1. Violazione e falsa applicazione dell’art. 23 del DPR n. 380 del 2001 (Testo Unico Edilizia), in quanto il provvedimento inibitorio è stato adottato oltre il termine perentorio di trenta giorni previsto dalla indicata disposizione affinché si formi validamente il titolo edilizio. Né è stato adottato al riguardo un qualsivoglia provvedimento di autotutela, mancando in questa direzione sia la comunicazione di avvio del procedimento, sia la valutazione dell’interesse pubblico all’annullamento;
2. Violazione di legge nella parte in cui l’atto di indirizzo assessorile determina in concreto la sospensione di un titolo edilizio già validamente formatosi. Il richiamo alla delibera n. 35 del 2007 è peraltro erroneo, in quanto essa si riferisce ai macro impianti;
3. Eccesso di potere per errore nei presupposti di fatto e di diritto, atteso che dalla documentazione prodotta in allegato alla DIA si poteva ben evincere il possesso di ogni attestazione e certificazione di cui il Comune eccepisce la mancanza. Il DURC deve inoltre essere presentato prima dell’inizio dei lavori;
4. Violazione della legge regionale n. 1 del 2008 e della delibera regionale n. 35 del 2007, la quale prevede il procedimento di autorizzazione unica solo per i macro impianti e non anche quelli di piccola taglia.

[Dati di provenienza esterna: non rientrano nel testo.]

//! Repository traits
//!
//! Define async repository interfaces for database operations. Business
//! logic in suitebox-core depends only on these traits, never on a
//! concrete store.

use async_trait::async_trait;
use chrono::{DateTime, Utc};
use uuid::Uuid;

use suitebox_types::{Address, CustomsDeclaration};

use crate::error::DbResult;
use crate::models::*;

/// User repository trait
#[async_trait]
pub trait UserRepository: Send + Sync {
    /// Find a user by ID
    async fn find_by_id(&self, id: Uuid) -> DbResult<Option<UserRow>>;

    /// Find a user by email
    async fn find_by_email(&self, email: &str) -> DbResult<Option<UserRow>>;

    /// Update a user's subscription tier
    async fn update_tier(&self, id: Uuid, tier: &str) -> DbResult<()>;
}

/// Warehouse package repository trait
#[async_trait]
pub trait PackageRepository: Send + Sync {
    /// Find a package by ID
    async fn find_by_id(&self, id: Uuid) -> DbResult<Option<PackageRow>>;

    /// Find packages by ID, restricted to the given owner
    async fn find_for_user(&self, ids: &[Uuid], user_id: Uuid) -> DbResult<Vec<PackageRow>>;

    /// List all packages for an owner
    async fn find_by_user_id(&self, user_id: Uuid) -> DbResult<Vec<PackageRow>>;

    /// Link packages to a consolidating shipment.
    ///
    /// Only rows whose shipment link is currently null are updated; returns
    /// the number of rows affected so callers can detect a consolidation
    /// conflict.
    async fn assign_shipment(&self, ids: &[Uuid], shipment_id: Uuid) -> DbResult<u64>;
}

/// Shipment repository trait
#[async_trait]
pub trait ShipmentRepository: Send + Sync {
    /// Find a shipment by ID
    async fn find_by_id(&self, id: Uuid) -> DbResult<Option<ShipmentRow>>;

    /// List shipments for an owner, newest first
    async fn find_by_user_id(&self, user_id: Uuid, limit: i64) -> DbResult<Vec<ShipmentRow>>;

    /// Create a new shipment with status `pending`
    async fn create(&self, shipment: CreateShipment) -> DbResult<ShipmentRow>;
}

/// Create shipment input
#[derive(Debug, Clone)]
pub struct CreateShipment {
    pub id: Uuid,
    pub user_id: Uuid,
    pub package_ids: Vec<Uuid>,
    pub shipping_method: String,
    pub destination_address: Address,
    pub cost_usd: f64,
    pub customs_declaration: CustomsDeclaration,
}

/// Invoice repository trait
#[async_trait]
pub trait InvoiceRepository: Send + Sync {
    /// Find an invoice by ID
    async fn find_by_id(&self, id: Uuid) -> DbResult<Option<InvoiceRow>>;

    /// List invoices for an owner, newest first
    async fn find_by_user_id(&self, user_id: Uuid, limit: i64) -> DbResult<Vec<InvoiceRow>>;

    /// Create a new invoice with status `pending`
    async fn create(&self, invoice: CreateInvoice) -> DbResult<InvoiceRow>;

    /// Update invoice status (payment-webhook collaborator path)
    async fn update_status(&self, id: Uuid, status: &str) -> DbResult<()>;
}

/// Create invoice input
#[derive(Debug, Clone)]
pub struct CreateInvoice {
    pub id: Uuid,
    pub user_id: Uuid,
    pub shipment_id: Uuid,
    pub invoice_type: String,
    pub amount_usd: f64,
    pub due_date: DateTime<Utc>,
}

/// Shipping rate repository trait
#[async_trait]
pub trait RateRepository: Send + Sync {
    /// Find the configured rate whose band contains `weight_lbs` for a
    /// method, ignoring the destination dimension
    async fn find_band(&self, method: &str, weight_lbs: f64) -> DbResult<Option<RateRow>>;

    /// Find the configured rate whose band contains `weight_lbs` for a
    /// method and destination country
    async fn find_band_for_destination(
        &self,
        method: &str,
        destination_country: &str,
        weight_lbs: f64,
    ) -> DbResult<Option<RateRow>>;
}

/// Notification repository trait
#[async_trait]
pub trait NotificationRepository: Send + Sync {
    /// Create a notification row
    async fn create(&self, notification: CreateNotification) -> DbResult<NotificationRow>;
}

/// Create notification input
#[derive(Debug, Clone)]
pub struct CreateNotification {
    pub id: Uuid,
    pub user_id: Uuid,
    pub kind: String,
    pub title: String,
    pub message: String,
    pub metadata: serde_json::Value,
}

/// Standalone parcel repository trait
///
/// Capability set for the forwarding state machine: get by id, get by
/// owner, upsert, delete. The lifecycle rules live in suitebox-core and
/// only ever touch this interface.
#[async_trait]
pub trait ParcelRepository: Send + Sync {
    /// Find a parcel by ID
    async fn get(&self, id: Uuid) -> DbResult<Option<ParcelRow>>;

    /// List parcels for an owner
    async fn list_for_owner(&self, user_id: Uuid) -> DbResult<Vec<ParcelRow>>;

    /// List every parcel in the store
    async fn list(&self) -> DbResult<Vec<ParcelRow>>;

    /// Insert or replace a parcel record
    async fn upsert(&self, parcel: ParcelRow) -> DbResult<ParcelRow>;

    /// Delete a parcel record
    async fn delete(&self, id: Uuid) -> DbResult<()>;
}
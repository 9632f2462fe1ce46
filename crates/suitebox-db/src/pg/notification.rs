//! PostgreSQL notification repository implementation

use async_trait::async_trait;
use sqlx::types::Json;
use sqlx::PgPool;

use crate::error::DbResult;
use crate::models::NotificationRow;
use crate::repo::{CreateNotification, NotificationRepository};

/// PostgreSQL notification repository
#[derive(Clone)]
pub struct PgNotificationRepository {
    pool: PgPool,
}

impl PgNotificationRepository {
    /// Create a new notification repository
    pub fn new(pool: PgPool) -> Self {
        Self { pool }
    }
}

#[async_trait]
impl NotificationRepository for PgNotificationRepository {
    async fn create(&self, notification: CreateNotification) -> DbResult<NotificationRow> {
        let row = sqlx::query_as::<_, NotificationRow>(
            r#"
            INSERT INTO notifications (id, user_id, kind, title, message, metadata)
            VALUES ($1, $2, $3, $4, $5, $6)
            RETURNING id, user_id, kind, title, message, metadata, created_at
            "#,
        )
        .bind(notification.id)
        .bind(notification.user_id)
        .bind(&notification.kind)
        .bind(&notification.title)
        .bind(&notification.message)
        .bind(Json(&notification.metadata))
        .fetch_one(&self.pool)
        .await?;

        Ok(row)
    }
}
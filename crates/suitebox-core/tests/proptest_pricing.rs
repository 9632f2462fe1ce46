//! Property-based tests for the two pricing models
//!
//! Covers the tiered rate-table model (base fee plus per-pound cost) and
//! the region-multiplier freight model. The two models are separate by
//! design and are tested separately here.

use proptest::prelude::*;

use suitebox_core::rates::{tiered_cost, validate_weight, ResolvedRate, MAX_WEIGHT_LBS};
use suitebox_core::{destination_multiplier, freight_cost};
use suitebox_types::{FreightMethod, ShippingMethod};

// ============================================================================
// Strategies
// ============================================================================

fn arb_shipping_method() -> impl Strategy<Value = ShippingMethod> {
    prop_oneof![
        Just(ShippingMethod::AirExpress),
        Just(ShippingMethod::AirEconomy),
        Just(ShippingMethod::SeaLcl),
        Just(ShippingMethod::SeaFcl),
    ]
}

fn arb_freight_method() -> impl Strategy<Value = FreightMethod> {
    prop_oneof![Just(FreightMethod::AirFreight), Just(FreightMethod::SeaFreight)]
}

/// Weights inside the quotable range (0, 10000]
fn arb_valid_weight() -> impl Strategy<Value = f64> {
    (0.001f64..=MAX_WEIGHT_LBS).prop_filter("positive", |w| *w > 0.0)
}

/// Known destination regions plus arbitrary unknown strings
fn arb_destination() -> impl Strategy<Value = String> {
    prop_oneof![
        Just("Europe".to_string()),
        Just("Asia".to_string()),
        Just("Africa".to_string()),
        Just("South America".to_string()),
        Just("Australia".to_string()),
        "[A-Za-z ]{0,20}",
    ]
}

// ============================================================================
// Tiered Model Properties
// ============================================================================

proptest! {
    /// Property: every valid weight prices successfully under every
    /// method's compiled-in default
    #[test]
    fn prop_valid_weights_always_price(
        method in arb_shipping_method(),
        weight in arb_valid_weight(),
    ) {
        let rate = ResolvedRate::default_for(method);
        let cost = tiered_cost(&rate, weight).unwrap();
        prop_assert!(cost.is_finite());
        prop_assert!(cost >= rate.base_fee);
    }

    /// Property: tiered cost is exactly base fee plus weight times
    /// per-pound rate
    #[test]
    fn prop_tiered_cost_is_affine(
        base in 0.0f64..1000.0,
        per_lb in 0.0f64..100.0,
        weight in arb_valid_weight(),
    ) {
        let rate = ResolvedRate { base_fee: base, cost_per_lb: per_lb };
        let cost = tiered_cost(&rate, weight).unwrap();
        prop_assert_eq!(cost, base + weight * per_lb);
    }

    /// Property: cost never decreases as weight grows within one rate
    #[test]
    fn prop_tiered_cost_monotone_in_weight(
        method in arb_shipping_method(),
        w1 in arb_valid_weight(),
        w2 in arb_valid_weight(),
    ) {
        let (lo, hi) = if w1 <= w2 { (w1, w2) } else { (w2, w1) };
        let rate = ResolvedRate::default_for(method);
        let cheap = tiered_cost(&rate, lo).unwrap();
        let pricey = tiered_cost(&rate, hi).unwrap();
        prop_assert!(cheap <= pricey);
    }

    /// Property: the FCL sentinel prices every weight at the flat fee
    #[test]
    fn prop_sea_fcl_is_flat(weight in arb_valid_weight()) {
        let rate = ResolvedRate::default_for(ShippingMethod::SeaFcl);
        prop_assert_eq!(tiered_cost(&rate, weight).unwrap(), 500.0);
    }

    /// Property: weights outside (0, 10000] never price
    #[test]
    fn prop_out_of_range_weights_rejected(weight in prop_oneof![
        -1000.0f64..=0.0,
        (MAX_WEIGHT_LBS + 0.001)..1.0e9,
        Just(f64::NAN),
        Just(f64::INFINITY),
        Just(f64::NEG_INFINITY),
    ]) {
        prop_assert!(validate_weight(weight).is_err());
        let rate = ResolvedRate::default_for(ShippingMethod::AirEconomy);
        prop_assert!(tiered_cost(&rate, weight).is_err());
    }
}

// ============================================================================
// Region-Multiplier Model Properties
// ============================================================================

proptest! {
    /// Property: the destination multiplier is always within [1.0, 1.4]
    #[test]
    fn prop_multiplier_bounded(destination in arb_destination()) {
        let m = destination_multiplier(&destination);
        prop_assert!((1.0..=1.4).contains(&m));
    }

    /// Property: freight cost is linear in weight (no base fee in this
    /// model), up to floating point
    #[test]
    fn prop_freight_cost_linear(
        method in arb_freight_method(),
        destination in arb_destination(),
        weight in 0.001f64..5000.0,
    ) {
        let single = freight_cost(weight, method, &destination);
        let double = freight_cost(weight * 2.0, method, &destination);
        let rel = (double - 2.0 * single).abs() / single.max(f64::MIN_POSITIVE);
        prop_assert!(rel < 1e-9, "single={single} double={double}");
    }

    /// Property: freight cost decomposes into weight, rate, and multiplier
    #[test]
    fn prop_freight_cost_decomposes(
        method in arb_freight_method(),
        destination in arb_destination(),
        weight in 0.0f64..5000.0,
    ) {
        let expected = weight * method.base_rate_per_kg() * destination_multiplier(&destination);
        prop_assert_eq!(freight_cost(weight, method, &destination), expected);
    }

    /// Property: air freight never undercuts sea freight to the same
    /// destination at the same weight
    #[test]
    fn prop_air_costs_at_least_sea(
        destination in arb_destination(),
        weight in 0.0f64..5000.0,
    ) {
        let air = freight_cost(weight, FreightMethod::AirFreight, &destination);
        let sea = freight_cost(weight, FreightMethod::SeaFreight, &destination);
        prop_assert!(air >= sea);
    }
}

// ============================================================================
// Edge Cases (Non-Property Tests)
// ============================================================================

#[test]
fn test_unknown_destinations_pay_base_rate() {
    for destination in ["", "Narnia", "europe", "EUROPE", "South  America"] {
        assert_eq!(
            destination_multiplier(destination),
            1.0,
            "destination {destination:?} should fall through to 1.0"
        );
    }
}

#[test]
fn test_region_matching_is_exact() {
    // Region names match exactly; no trimming or case folding
    assert_eq!(destination_multiplier("Europe"), 1.2);
    assert_eq!(destination_multiplier(" Europe"), 1.0);
    assert_eq!(destination_multiplier("Europe "), 1.0);
}
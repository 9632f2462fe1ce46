//! Invoice types

use serde::{Deserialize, Serialize};

/// What an invoice bills for
#[derive(Debug, Clone, Copy, PartialEq, Eq, Hash, Serialize, Deserialize)]
#[serde(rename_all = "lowercase")]
pub enum InvoiceType {
    /// The per-event consolidation fee
    Consolidation,
    /// The tiered shipping cost
    Shipping,
}

impl std::fmt::Display for InvoiceType {
    fn fmt(&self, f: &mut std::fmt::Formatter<'_>) -> std::fmt::Result {
        match self {
            Self::Consolidation => write!(f, "consolidation"),
            Self::Shipping => write!(f, "shipping"),
        }
    }
}

/// Payment status of an invoice
///
/// The core only ever creates `pending` invoices; the payment-webhook
/// collaborator transitions them afterwards.
#[derive(Debug, Clone, Copy, PartialEq, Eq, Serialize, Deserialize)]
#[serde(rename_all = "lowercase")]
pub enum InvoiceStatus {
    Pending,
    Paid,
    Failed,
}

impl std::fmt::Display for InvoiceStatus {
    fn fmt(&self, f: &mut std::fmt::Formatter<'_>) -> std::fmt::Result {
        match self {
            Self::Pending => write!(f, "pending"),
            Self::Paid => write!(f, "paid"),
            Self::Failed => write!(f, "failed"),
        }
    }
}
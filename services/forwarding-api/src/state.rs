//! Application state for the Forwarding API service.

use std::sync::Arc;

use suitebox_core::{
    ConsolidationConfig, ConsolidationService, LogMailer, PackageLifecycleService, PackageNotifier,
    RateResolver,
};
use suitebox_db::pg::{
    PgInvoiceRepository, PgNotificationRepository, PgPackageRepository, PgRateRepository,
    PgShipmentRepository, PgUserRepository,
};
use suitebox_db::{DbPool, MemoryParcelRepository, Repositories};

use crate::config::Config;

/// Consolidation service wired to the PostgreSQL repositories
pub type Consolidator = ConsolidationService<
    PgPackageRepository,
    PgUserRepository,
    PgRateRepository,
    PgShipmentRepository,
    PgInvoiceRepository,
    PgNotificationRepository,
>;

/// Rate resolver wired to the PostgreSQL rate table
pub type Resolver = RateResolver<PgRateRepository>;

/// Lifecycle service over the in-memory parcel store
pub type Lifecycle = PackageLifecycleService<MemoryParcelRepository>;

/// Notifier wired to PostgreSQL and the log-only mailer
pub type Notifier = PackageNotifier<PgPackageRepository, PgUserRepository, LogMailer>;

/// Application state shared across all handlers
#[derive(Clone)]
pub struct AppState {
    pub consolidator: Arc<Consolidator>,
    pub resolver: Arc<Resolver>,
    pub lifecycle: Arc<Lifecycle>,
    pub notifier: Arc<Notifier>,
    /// Database pool (readiness probe)
    pub pool: DbPool,
    /// Configuration
    pub config: Arc<Config>,
}

impl AppState {
    /// Wire up all services from the repository bundle
    pub fn new(repos: Repositories, pool: DbPool, config: Config) -> Self {
        let packages = Arc::new(repos.packages);
        let users = Arc::new(repos.users);
        let rates = Arc::new(repos.rates);

        let consolidator = ConsolidationService::new(
            Arc::clone(&packages),
            Arc::clone(&users),
            Arc::clone(&rates),
            Arc::new(repos.shipments),
            Arc::new(repos.invoices),
            Arc::new(repos.notifications),
            ConsolidationConfig::default().with_due_days(config.invoice_due_days),
        );

        let resolver = RateResolver::new(rates);
        let lifecycle = PackageLifecycleService::new(Arc::new(MemoryParcelRepository::new()));
        let notifier = PackageNotifier::new(packages, users, Arc::new(LogMailer));

        Self {
            consolidator: Arc::new(consolidator),
            resolver: Arc::new(resolver),
            lifecycle: Arc::new(lifecycle),
            notifier: Arc::new(notifier),
            pool,
            config: Arc::new(config),
        }
    }

    /// Get request timeout from config
    pub fn request_timeout(&self) -> std::time::Duration {
        self.config.request_timeout
    }
}

impl std::fmt::Debug for AppState {
    fn fmt(&self, f: &mut std::fmt::Formatter<'_>) -> std::fmt::Result {
        f.debug_struct("AppState")
            .field("config", &self.config)
            .finish_non_exhaustive()
    }
}
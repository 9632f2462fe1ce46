//! Subscription tier types

use serde::{Deserialize, Serialize};

/// Subscription tier levels
#[derive(Debug, Clone, Copy, PartialEq, Eq, Hash, Serialize, Deserialize)]
#[serde(rename_all = "lowercase")]
pub enum SubscriptionTier {
    /// Free tier - $5.00 consolidation fee per shipment
    Free,
    /// Standard tier - $3.00 consolidation fee per shipment
    Standard,
    /// Premium tier - consolidation included
    Premium,
}

impl SubscriptionTier {
    /// Consolidation fee in USD charged per consolidation event
    pub const fn consolidation_fee_usd(&self) -> f64 {
        match self {
            Self::Free => 5.00,
            Self::Standard => 3.00,
            Self::Premium => 0.00,
        }
    }

    /// Parse a stored tier string, falling back to the free tier for
    /// unknown or legacy values
    pub fn from_str_or_free(s: &str) -> Self {
        s.parse().unwrap_or(Self::Free)
    }
}

impl std::fmt::Display for SubscriptionTier {
    fn fmt(&self, f: &mut std::fmt::Formatter<'_>) -> std::fmt::Result {
        match self {
            Self::Free => write!(f, "free"),
            Self::Standard => write!(f, "standard"),
            Self::Premium => write!(f, "premium"),
        }
    }
}

impl std::str::FromStr for SubscriptionTier {
    type Err = TierParseError;

    fn from_str(s: &str) -> Result<Self, Self::Err> {
        match s.to_lowercase().as_str() {
            "free" => Ok(Self::Free),
            "standard" => Ok(Self::Standard),
            "premium" => Ok(Self::Premium),
            _ => Err(TierParseError(s.to_string())),
        }
    }
}

/// Error parsing a tier string
#[derive(Debug, Clone)]
pub struct TierParseError(pub String);

impl std::fmt::Display for TierParseError {
    fn fmt(&self, f: &mut std::fmt::Formatter<'_>) -> std::fmt::Result {
        write!(f, "invalid tier: {}", self.0)
    }
}

impl std::error::Error for TierParseError {}

#[cfg(test)]
mod tests {
    use super::*;

    #[test]
    fn fees_by_tier() {
        assert_eq!(SubscriptionTier::Free.consolidation_fee_usd(), 5.00);
        assert_eq!(SubscriptionTier::Standard.consolidation_fee_usd(), 3.00);
        assert_eq!(SubscriptionTier::Premium.consolidation_fee_usd(), 0.00);
    }

    #[test]
    fn unknown_tier_falls_back_to_free() {
        assert_eq!(SubscriptionTier::from_str_or_free("gold"), SubscriptionTier::Free);
        assert_eq!(SubscriptionTier::from_str_or_free(""), SubscriptionTier::Free);
        assert_eq!(
            SubscriptionTier::from_str_or_free("PREMIUM"),
            SubscriptionTier::Premium
        );
    }
}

La ricorrente chiedeva inoltre il risarcimento dei danni patiti per effetto dei provvedimenti illegittimamente adottati.

Si è costituito in giudizio il Comune di Manduria, il quale ha eccepito tra l’altro che:

1. l’intervento inibitorio del Comune è da qualificarsi, nella sostanza, quale atto di autotutela;
2. l’atto di sospensione assessorile è dettato da esigenze di tutela del patrimonio agricolo e paesaggistico;
3. in ogni caso, la carenza documentale è tanto grave da non aver fatto nemmeno scattare il termine legalmente previsto;
4. in base al combinato disposto del regolamento regionale n. 16 del 2006 e della delibera regionale n. 35 del 2007, l’impianto in questione non sarebbe sottoponibile a DIA ma ad autorizzazione espressa;

Con memoria di udienza depositata in data 28 novembre 2008, la stessa difesa dell’amministrazione comunale ha altresì fatto presente che, sulla base della circolare regionale in data 1° agosto 2008, nel caso di specie non sarebbero stati inoltre prodotti: gli elaborati progettuali previsti dal DPR n. 554 del 1999; il nulla osta sull’assenza di interferenze con le linee di comunicazioni elettroniche di cui al d.lgs. n. 259 del 2003; l’assegnazione del punto di connessione da parte dell’ENEL; l’asseverazione del tecnico progettista circa l’assenza di una serie di vincoli (paesaggistico, archeologico, idrogeologici, etc.).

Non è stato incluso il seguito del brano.